Hans Hartung: In the Beginning was Lightning, exhibition catalogue, Via Lambruschini, Milan 2006.
Jennifer Mundy, ‘The Very Late Style of Hans Hartung: A Problem?’, in Hartung: 10 Perspectives, Milan 2006, p.198, reproduced p.197; also published in Tate Papers, no.9, 1 April 2008, http://www.tate.org.uk/research/publications/tate-papers/very-late-style-hans-hartung, accessed 1 March 2015.
Supported by Christie’s.
Technique and condition
The painting was executed on a single piece of medium-weight, commercially-primed linen fabric, whose threads have a rather uneven thickness. This piece of fabric was stretched around an expandable softwood stretcher with a second piece of (unprimed) linen fabric (a 'loose lining') and both piece of fabric were attached together along the edges with copper tacks.

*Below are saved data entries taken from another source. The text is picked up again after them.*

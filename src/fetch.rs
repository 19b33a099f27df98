use async_trait::async_trait;
use reqwest::Client;
use std::time::Duration;
use tokio_util::sync::CancellationToken;

use crate::config::ScraperConfig;
use crate::error::{Result, ScrapeError};

/// Raw result of fetching a posting.
#[derive(Debug, Clone)]
pub struct FetchedPage {
    pub status: u16,
    pub body: Vec<u8>,
}

impl FetchedPage {
    pub fn is_ok(&self) -> bool {
        self.status == 200
    }
}

/// Performs a single GET per call. No retries.
#[async_trait]
pub trait PageFetcher: Send + Sync {
    /// Fetch `url`. The request is abandoned with [`ScrapeError::Cancelled`]
    /// if `cancel` fires before response headers arrive; once a response is
    /// in hand its body is read to the end.
    async fn fetch(&self, url: &str, cancel: &CancellationToken) -> Result<FetchedPage>;
}

/// [`PageFetcher`] backed by a shared `reqwest` client.
#[derive(Debug, Clone)]
pub struct ReqwestFetcher {
    client: Client,
}

impl ReqwestFetcher {
    pub fn new(config: &ScraperConfig) -> Result<Self> {
        let client = Client::builder()
            .user_agent(config.user_agent.as_str())
            .timeout(config.request_timeout)
            .connect_timeout(Duration::from_secs(10))
            .redirect(reqwest::redirect::Policy::limited(5))
            .build()?;

        Ok(Self { client })
    }

    pub fn with_client(client: Client) -> Self {
        Self { client }
    }
}

#[async_trait]
impl PageFetcher for ReqwestFetcher {
    async fn fetch(&self, url: &str, cancel: &CancellationToken) -> Result<FetchedPage> {
        let response = tokio::select! {
            _ = cancel.cancelled() => return Err(ScrapeError::Cancelled),
            response = self.client.get(url).send() => response?,
        };

        let status = response.status().as_u16();
        let body = response.bytes().await?;

        Ok(FetchedPage {
            status,
            body: body.to_vec(),
        })
    }
}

The commercial priming has been analysed as an acrylic emulsion gesso material.
The paint is oil paint and appears to have been applied in a variety of techniques over the stretched face of the canvas. The first layer was the very thin background colour, which exhibits a smooth gradation from black through blue to a yellow-green and was possibly applied with a spray gun. Certainly no brushstrokes are visible in these areas. Then the red colour was applied. In the central region it is much thicker and appears applied by brush and was probably used straight from the tube, but it also extends right to both ends over the initial thin applications of colour. Here it is only present at the peaks of the canvas texture, which may indicate the use of a roller and a very dry, lean paint. Then the thicker black paint was applied, which appears to have been vigorously applied and quickly worked into the canvas with a combination of brushes, palette knife and the ends of brush handles. A dark 'prussian' blue layer was also applied in the same way. The result is a variety of surface textures and layering, with instances of each paint layer remaining distinct but also areas of two or more colours being blended together. In addition, the paint has sometimes been scraped right back to reveal the white of the priming. The overall uniformity of gloss suggests that the painting was then lightly varnished and the current 'two-level' batten frame is thought to be the original.
The painting is in excellent condition, with the stretcher and combination of two canvasses providing exceptional support for the paint layers. The paint itself appears in pristine condition.